Among the first was The View from Mrs. Thompson’s, which contains this train-wreck of a sentence:

The house I end up sitting with clots of dried shampoo in my hair watching most of the actual unfolding Horror at belongs to Mrs. Thompson, who is one of the world’s cooler 74-year-olds and exactly the kind of person who in an emergency even if her phone is busy you know you can just come on over.

Honestly, if I hadn’t already announced Infinite Summer, that might have been its end. It’s not the worst sentence I’ve ever seen,3 but I had to go over it three times just to parse, and thought of reading 1,079 pages thrice over the summer struck me as even more insane than the original proposal.

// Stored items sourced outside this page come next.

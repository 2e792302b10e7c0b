use std::collections::HashMap;

use crate::http::parser::ParseError;

pub(crate) const CRLF: &[u8] = b"\r\n";

/// Case-insensitive HTTP header collection.
///
/// Names are stored lower-cased. Values for a repeated name are joined with
/// `", "` as HTTP multi-value semantics require; use [`HeaderMap::replace`]
/// to overwrite instead.
#[derive(Debug, Clone, Default, PartialEq, Eq)]
pub struct HeaderMap {
    entries: HashMap<String, String>,
}

impl HeaderMap {
    pub fn new() -> Self {
        Self {
            entries: HashMap::new(),
        }
    }

    /// Adds a value, appending to any existing value for the same name.
    ///
    /// # Example
    ///
    /// ```
    /// # use httpfromtcp::http::headers::HeaderMap;
    /// let mut headers = HeaderMap::new();
    /// headers.set("Trailer", "X-Content-SHA256");
    /// headers.set("trailer", "X-Content-Length");
    /// assert_eq!(headers.get("TRAILER"), Some("X-Content-SHA256, X-Content-Length"));
    /// ```
    pub fn set(&mut self, name: &str, value: &str) {
        let name = name.to_ascii_lowercase();
        match self.entries.get_mut(&name) {
            Some(existing) => {
                existing.push_str(", ");
                existing.push_str(value);
            }
            None => {
                self.entries.insert(name, value.to_string());
            }
        }
    }

    /// Replaces any existing value for `name`.
    pub fn replace(&mut self, name: &str, value: &str) {
        self.entries
            .insert(name.to_ascii_lowercase(), value.to_string());
    }

    pub fn remove(&mut self, name: &str) {
        self.entries.remove(&name.to_ascii_lowercase());
    }

    pub fn get(&self, name: &str) -> Option<&str> {
        self.entries
            .get(&name.to_ascii_lowercase())
            .map(|v| v.as_str())
    }

    pub fn contains(&self, name: &str) -> bool {
        self.entries.contains_key(&name.to_ascii_lowercase())
    }

    pub fn len(&self) -> usize {
        self.entries.len()
    }

    pub fn is_empty(&self) -> bool {
        self.entries.is_empty()
    }

    /// Iterates over `(name, value)` pairs in no particular order.
    pub fn iter(&self) -> impl Iterator<Item = (&str, &str)> {
        self.entries.iter().map(|(k, v)| (k.as_str(), v.as_str()))
    }

    /// Parses at most one header line from the front of `data`.
    ///
    /// Returns the number of bytes consumed and whether the blank line ending
    /// the header block was reached. `(0, false)` means no complete line is
    /// buffered yet; call again with more data from the same offset.
    pub fn parse(&mut self, data: &[u8]) -> Result<(usize, bool), ParseError> {
        let idx = match find_crlf(data) {
            Some(idx) => idx,
            None => return Ok((0, false)),
        };

        if idx == 0 {
            return Ok((2, true));
        }

        let line = &data[..idx];
        let (raw_name, value) = match line.iter().position(|&b| b == b':') {
            Some(colon) => (&line[..colon], Some(&line[colon + 1..])),
            None => (line, None),
        };

        if raw_name.ends_with(b" ") {
            return Err(ParseError::InvalidHeaderName(
                decode_field(raw_name).to_ascii_lowercase(),
            ));
        }

        let name = raw_name.trim_ascii();
        if name.is_empty() || !name.iter().copied().all(is_tchar) {
            return Err(ParseError::InvalidHeaderToken(
                decode_field(name).to_ascii_lowercase(),
            ));
        }

        let value = value.ok_or_else(|| ParseError::MalformedHeaderLine(decode_field(line)))?;
        let name = decode_field(name);
        let value = decode_field(value.trim_ascii());

        self.set(&name, &value);
        Ok((idx + 2, false))
    }

    /// Serializes every entry as `name: value\r\n` followed by the blank line.
    pub(crate) fn write_lines(&self, buf: &mut Vec<u8>) {
        for (name, value) in self.iter() {
            buf.extend_from_slice(name.as_bytes());
            buf.extend_from_slice(b": ");
            buf.extend_from_slice(value.as_bytes());
            buf.extend_from_slice(CRLF);
        }
        buf.extend_from_slice(CRLF);
    }
}

pub(crate) fn find_crlf(data: &[u8]) -> Option<usize> {
    data.windows(2).position(|w| w == CRLF)
}

/// Decodes a field taken off the wire.
///
/// UTF-8 is kept as is. Anything else is obs-text and is read as ISO-8859-1,
/// one char per byte, so no octet the client sent is lost.
pub(crate) fn decode_field(bytes: &[u8]) -> String {
    match std::str::from_utf8(bytes) {
        Ok(s) => s.to_string(),
        Err(_) => bytes.iter().map(|&b| char::from(b)).collect(),
    }
}

/// RFC 7230 `tchar`. ASCII only: a header name holding any non-ASCII letter
/// (`é`, `©`) fails the token check, even where the letter is alphabetic.
fn is_tchar(b: u8) -> bool {
    b.is_ascii_alphanumeric() || b"!#$%&'*+-.^_`|~".contains(&b)
}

My trepidation lasted exactly 24 hours, until, halfway through his amazing essay Shipping Out (PDF), I stumbled across this thing of wonder:

Only later do I learn that that little Lebanese Deck-l0 porter had his head just about chewed off by the (also Lebanese) Deck-l0 Head Porter, who had his own head chewed off by the Austrian Chief Steward, who received confirmed reports that a passenger had been seen carrying his own bag up the port hallway of Deck 10 and now demanded a rolling Lebanese head for this clear indication of porterly dereliction, and the Austrian Chief Steward had reported the incident to a ship’s officer in the Guest Relations Department, a Greek guy with Revo shades and a walkie-talkie and epaulets so complex I never did figure out what his rank was; and this high-ranking Greek guy actually came around to 1009 after Saturday’s supper to apologize on behalf of practically the entire Chandris shipping line and to assure me that ragged-necked Lebanese heads were even at that moment rolling down various corridors in piacular recompense for my having had to carry my own bag.

Holy great jeezum crow almighty. It is clear that the peaks in Wallace’s writing are an order of magnitude greater than the occasional valleys.

And based on the first 20 pages of Infinite Jest, at looks as though the peaks in this novel will be so plentiful that altitude sickness will pose the biggest threat. Like a climber headed toward his first summit, I am filled with an excitement tinged with apprehension, and a hope that I have enough oxygen for the journey.